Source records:

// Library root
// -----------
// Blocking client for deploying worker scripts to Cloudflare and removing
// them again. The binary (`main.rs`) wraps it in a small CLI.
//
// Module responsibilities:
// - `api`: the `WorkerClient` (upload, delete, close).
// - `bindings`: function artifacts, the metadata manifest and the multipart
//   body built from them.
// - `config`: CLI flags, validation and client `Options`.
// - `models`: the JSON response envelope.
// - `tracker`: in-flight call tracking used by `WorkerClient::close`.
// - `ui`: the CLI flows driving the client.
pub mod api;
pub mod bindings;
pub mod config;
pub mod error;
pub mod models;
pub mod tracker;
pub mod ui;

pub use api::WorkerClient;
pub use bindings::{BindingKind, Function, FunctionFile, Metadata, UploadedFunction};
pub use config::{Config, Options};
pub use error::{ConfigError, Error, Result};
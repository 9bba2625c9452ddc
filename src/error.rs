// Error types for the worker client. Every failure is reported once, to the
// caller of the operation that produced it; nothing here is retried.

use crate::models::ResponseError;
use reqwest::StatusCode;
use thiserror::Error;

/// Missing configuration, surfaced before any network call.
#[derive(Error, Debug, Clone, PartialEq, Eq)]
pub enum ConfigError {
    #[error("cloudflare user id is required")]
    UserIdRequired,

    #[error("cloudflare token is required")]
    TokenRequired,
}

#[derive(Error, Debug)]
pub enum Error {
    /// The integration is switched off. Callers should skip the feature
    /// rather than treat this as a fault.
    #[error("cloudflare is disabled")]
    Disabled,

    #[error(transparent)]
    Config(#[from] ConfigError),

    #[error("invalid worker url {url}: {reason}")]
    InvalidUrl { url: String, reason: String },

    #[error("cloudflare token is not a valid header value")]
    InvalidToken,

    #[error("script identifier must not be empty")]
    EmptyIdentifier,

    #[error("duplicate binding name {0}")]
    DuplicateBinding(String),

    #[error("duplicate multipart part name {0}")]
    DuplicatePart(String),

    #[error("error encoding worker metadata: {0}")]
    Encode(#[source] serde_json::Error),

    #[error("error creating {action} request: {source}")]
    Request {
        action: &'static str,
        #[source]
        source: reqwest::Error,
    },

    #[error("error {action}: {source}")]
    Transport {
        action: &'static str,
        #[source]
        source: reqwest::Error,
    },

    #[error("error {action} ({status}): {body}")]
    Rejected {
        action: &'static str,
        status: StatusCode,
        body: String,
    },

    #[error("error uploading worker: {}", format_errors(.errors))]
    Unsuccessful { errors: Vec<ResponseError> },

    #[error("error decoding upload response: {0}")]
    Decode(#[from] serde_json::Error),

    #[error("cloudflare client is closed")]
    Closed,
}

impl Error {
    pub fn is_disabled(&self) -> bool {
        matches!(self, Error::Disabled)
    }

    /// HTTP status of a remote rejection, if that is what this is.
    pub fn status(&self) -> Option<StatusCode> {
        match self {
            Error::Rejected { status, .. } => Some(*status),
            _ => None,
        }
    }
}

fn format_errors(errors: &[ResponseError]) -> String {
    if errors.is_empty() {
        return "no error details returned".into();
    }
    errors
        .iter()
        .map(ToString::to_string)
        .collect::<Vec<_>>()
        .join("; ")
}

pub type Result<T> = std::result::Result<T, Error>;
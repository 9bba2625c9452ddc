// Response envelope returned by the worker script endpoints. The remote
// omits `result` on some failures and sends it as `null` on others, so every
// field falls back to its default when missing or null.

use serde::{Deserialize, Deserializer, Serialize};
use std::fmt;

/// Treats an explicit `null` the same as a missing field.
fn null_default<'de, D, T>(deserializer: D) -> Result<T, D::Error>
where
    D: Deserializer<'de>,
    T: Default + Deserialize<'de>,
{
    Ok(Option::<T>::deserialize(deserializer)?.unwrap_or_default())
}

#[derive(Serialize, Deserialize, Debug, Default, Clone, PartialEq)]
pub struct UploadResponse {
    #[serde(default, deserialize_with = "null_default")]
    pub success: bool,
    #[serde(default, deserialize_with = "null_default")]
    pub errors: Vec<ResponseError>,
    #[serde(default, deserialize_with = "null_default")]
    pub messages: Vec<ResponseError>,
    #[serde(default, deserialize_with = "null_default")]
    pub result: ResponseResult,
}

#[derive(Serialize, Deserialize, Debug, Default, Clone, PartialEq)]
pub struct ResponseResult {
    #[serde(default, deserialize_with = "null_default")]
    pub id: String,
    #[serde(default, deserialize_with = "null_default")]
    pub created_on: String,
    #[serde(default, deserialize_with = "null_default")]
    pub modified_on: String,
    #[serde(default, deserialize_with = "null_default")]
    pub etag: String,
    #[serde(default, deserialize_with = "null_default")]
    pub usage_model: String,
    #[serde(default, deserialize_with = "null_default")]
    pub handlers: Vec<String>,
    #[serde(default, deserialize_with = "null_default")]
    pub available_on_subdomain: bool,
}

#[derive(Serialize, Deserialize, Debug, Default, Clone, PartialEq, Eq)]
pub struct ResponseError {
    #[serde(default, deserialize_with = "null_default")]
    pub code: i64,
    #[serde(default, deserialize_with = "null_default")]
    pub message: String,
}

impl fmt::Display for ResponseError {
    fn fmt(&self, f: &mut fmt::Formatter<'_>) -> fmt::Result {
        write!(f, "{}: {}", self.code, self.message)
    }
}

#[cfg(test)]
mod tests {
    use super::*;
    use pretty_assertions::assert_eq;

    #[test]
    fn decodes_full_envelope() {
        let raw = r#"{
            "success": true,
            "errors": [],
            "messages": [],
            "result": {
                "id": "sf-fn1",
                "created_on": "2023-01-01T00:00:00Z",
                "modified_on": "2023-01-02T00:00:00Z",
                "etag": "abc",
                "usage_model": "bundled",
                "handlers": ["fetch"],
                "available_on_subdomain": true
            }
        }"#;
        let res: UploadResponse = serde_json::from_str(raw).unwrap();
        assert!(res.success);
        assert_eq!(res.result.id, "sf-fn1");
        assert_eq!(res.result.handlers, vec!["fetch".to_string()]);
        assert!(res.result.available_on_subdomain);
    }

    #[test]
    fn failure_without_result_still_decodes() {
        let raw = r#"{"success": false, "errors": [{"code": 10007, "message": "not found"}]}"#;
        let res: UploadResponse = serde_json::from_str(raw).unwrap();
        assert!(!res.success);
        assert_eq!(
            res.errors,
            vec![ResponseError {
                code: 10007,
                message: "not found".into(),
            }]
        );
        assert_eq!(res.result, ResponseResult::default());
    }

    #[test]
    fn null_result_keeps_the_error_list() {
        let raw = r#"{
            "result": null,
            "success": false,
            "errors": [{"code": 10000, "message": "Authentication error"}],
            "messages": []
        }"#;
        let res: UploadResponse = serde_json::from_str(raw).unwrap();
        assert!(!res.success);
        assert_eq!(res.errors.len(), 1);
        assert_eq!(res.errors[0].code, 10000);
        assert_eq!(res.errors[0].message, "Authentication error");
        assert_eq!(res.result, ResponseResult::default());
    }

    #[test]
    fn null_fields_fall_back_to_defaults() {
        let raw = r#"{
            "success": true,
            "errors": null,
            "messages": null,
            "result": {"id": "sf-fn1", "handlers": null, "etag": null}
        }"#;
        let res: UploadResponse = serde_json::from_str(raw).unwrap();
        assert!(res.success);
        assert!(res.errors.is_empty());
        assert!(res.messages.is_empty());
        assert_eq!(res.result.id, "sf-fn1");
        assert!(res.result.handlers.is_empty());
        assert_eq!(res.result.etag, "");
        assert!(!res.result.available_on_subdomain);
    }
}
==
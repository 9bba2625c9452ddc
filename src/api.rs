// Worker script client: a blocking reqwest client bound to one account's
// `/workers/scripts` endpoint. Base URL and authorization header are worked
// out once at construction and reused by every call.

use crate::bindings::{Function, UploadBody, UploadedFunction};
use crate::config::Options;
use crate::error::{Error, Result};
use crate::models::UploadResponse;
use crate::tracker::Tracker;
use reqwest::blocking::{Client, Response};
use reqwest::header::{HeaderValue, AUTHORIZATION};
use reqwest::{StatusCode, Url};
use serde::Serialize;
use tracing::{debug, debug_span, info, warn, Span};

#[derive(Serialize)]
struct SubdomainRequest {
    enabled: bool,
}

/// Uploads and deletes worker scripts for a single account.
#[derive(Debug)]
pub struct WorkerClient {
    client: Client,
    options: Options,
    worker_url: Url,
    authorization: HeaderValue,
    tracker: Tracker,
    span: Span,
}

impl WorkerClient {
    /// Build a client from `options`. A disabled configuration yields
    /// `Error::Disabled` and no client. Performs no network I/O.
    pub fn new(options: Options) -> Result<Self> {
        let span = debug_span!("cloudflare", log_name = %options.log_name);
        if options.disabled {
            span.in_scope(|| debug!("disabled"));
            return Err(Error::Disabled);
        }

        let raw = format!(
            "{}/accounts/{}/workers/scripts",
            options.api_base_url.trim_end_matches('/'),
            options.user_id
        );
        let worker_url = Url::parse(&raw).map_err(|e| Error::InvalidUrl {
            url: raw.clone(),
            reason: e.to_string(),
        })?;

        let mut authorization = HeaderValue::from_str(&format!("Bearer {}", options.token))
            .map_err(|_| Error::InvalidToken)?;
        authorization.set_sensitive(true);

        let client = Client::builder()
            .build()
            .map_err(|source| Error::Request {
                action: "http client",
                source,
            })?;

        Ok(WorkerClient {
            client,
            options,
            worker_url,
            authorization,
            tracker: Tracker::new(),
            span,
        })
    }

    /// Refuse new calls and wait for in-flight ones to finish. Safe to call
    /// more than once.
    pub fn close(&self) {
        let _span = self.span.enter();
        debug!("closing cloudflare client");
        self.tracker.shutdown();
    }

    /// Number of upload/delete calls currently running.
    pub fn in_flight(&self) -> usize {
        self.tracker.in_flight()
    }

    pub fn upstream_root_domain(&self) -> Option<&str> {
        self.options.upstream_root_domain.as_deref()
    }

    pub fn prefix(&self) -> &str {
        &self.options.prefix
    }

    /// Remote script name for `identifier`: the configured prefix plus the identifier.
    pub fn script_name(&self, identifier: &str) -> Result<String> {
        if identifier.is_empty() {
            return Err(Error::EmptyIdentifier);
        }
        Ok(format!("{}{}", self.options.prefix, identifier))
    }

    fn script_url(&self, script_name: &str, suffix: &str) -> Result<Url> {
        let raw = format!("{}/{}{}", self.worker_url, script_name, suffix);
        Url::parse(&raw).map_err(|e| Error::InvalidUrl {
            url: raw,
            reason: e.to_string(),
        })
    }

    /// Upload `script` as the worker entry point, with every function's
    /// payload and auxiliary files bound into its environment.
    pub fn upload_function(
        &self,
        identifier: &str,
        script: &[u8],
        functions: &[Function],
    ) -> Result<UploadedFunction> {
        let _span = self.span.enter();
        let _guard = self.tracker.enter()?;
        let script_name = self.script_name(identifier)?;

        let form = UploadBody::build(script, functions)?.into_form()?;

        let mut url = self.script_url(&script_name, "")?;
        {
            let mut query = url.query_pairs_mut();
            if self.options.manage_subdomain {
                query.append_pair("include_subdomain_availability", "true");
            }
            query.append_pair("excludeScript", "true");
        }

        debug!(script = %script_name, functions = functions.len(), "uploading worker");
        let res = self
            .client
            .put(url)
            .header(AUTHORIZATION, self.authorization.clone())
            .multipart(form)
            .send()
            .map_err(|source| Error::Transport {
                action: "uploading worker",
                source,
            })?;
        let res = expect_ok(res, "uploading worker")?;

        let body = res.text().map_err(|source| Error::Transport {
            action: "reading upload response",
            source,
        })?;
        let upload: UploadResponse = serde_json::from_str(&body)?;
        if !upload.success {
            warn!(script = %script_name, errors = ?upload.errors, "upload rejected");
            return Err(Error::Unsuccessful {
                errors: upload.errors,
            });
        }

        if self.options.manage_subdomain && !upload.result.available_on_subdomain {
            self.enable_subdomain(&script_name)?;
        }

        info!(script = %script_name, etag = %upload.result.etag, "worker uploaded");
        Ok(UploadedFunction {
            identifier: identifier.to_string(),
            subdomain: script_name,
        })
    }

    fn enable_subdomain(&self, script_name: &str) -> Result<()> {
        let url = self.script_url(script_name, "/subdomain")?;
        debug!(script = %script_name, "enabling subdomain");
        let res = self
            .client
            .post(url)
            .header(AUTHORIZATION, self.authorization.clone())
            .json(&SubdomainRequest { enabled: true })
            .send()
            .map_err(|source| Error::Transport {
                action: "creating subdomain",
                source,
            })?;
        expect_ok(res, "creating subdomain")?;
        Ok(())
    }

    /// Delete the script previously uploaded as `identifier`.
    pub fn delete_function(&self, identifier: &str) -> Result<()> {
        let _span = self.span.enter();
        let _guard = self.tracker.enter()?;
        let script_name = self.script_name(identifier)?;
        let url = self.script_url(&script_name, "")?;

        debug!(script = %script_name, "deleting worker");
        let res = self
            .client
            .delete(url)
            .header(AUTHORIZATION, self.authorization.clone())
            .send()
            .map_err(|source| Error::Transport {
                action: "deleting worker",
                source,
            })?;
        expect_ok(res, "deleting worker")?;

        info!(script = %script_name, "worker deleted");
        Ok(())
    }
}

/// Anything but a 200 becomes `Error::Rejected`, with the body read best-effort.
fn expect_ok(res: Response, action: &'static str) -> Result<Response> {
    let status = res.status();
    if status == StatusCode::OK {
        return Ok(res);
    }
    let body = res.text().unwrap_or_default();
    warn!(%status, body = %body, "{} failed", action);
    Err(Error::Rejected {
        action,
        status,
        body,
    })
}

Instructions to follow » When the word "handlers" occurs in a line above, list that line.

Answer box »
    pub handlers: Vec<String>,
                "handlers": ["fetch"],
        assert_eq!(res.result.handlers, vec!["fetch".to_string()]);
            "result": {"id": "sf-fn1", "handlers": null, "etag": null}
        assert!(res.result.handlers.is_empty());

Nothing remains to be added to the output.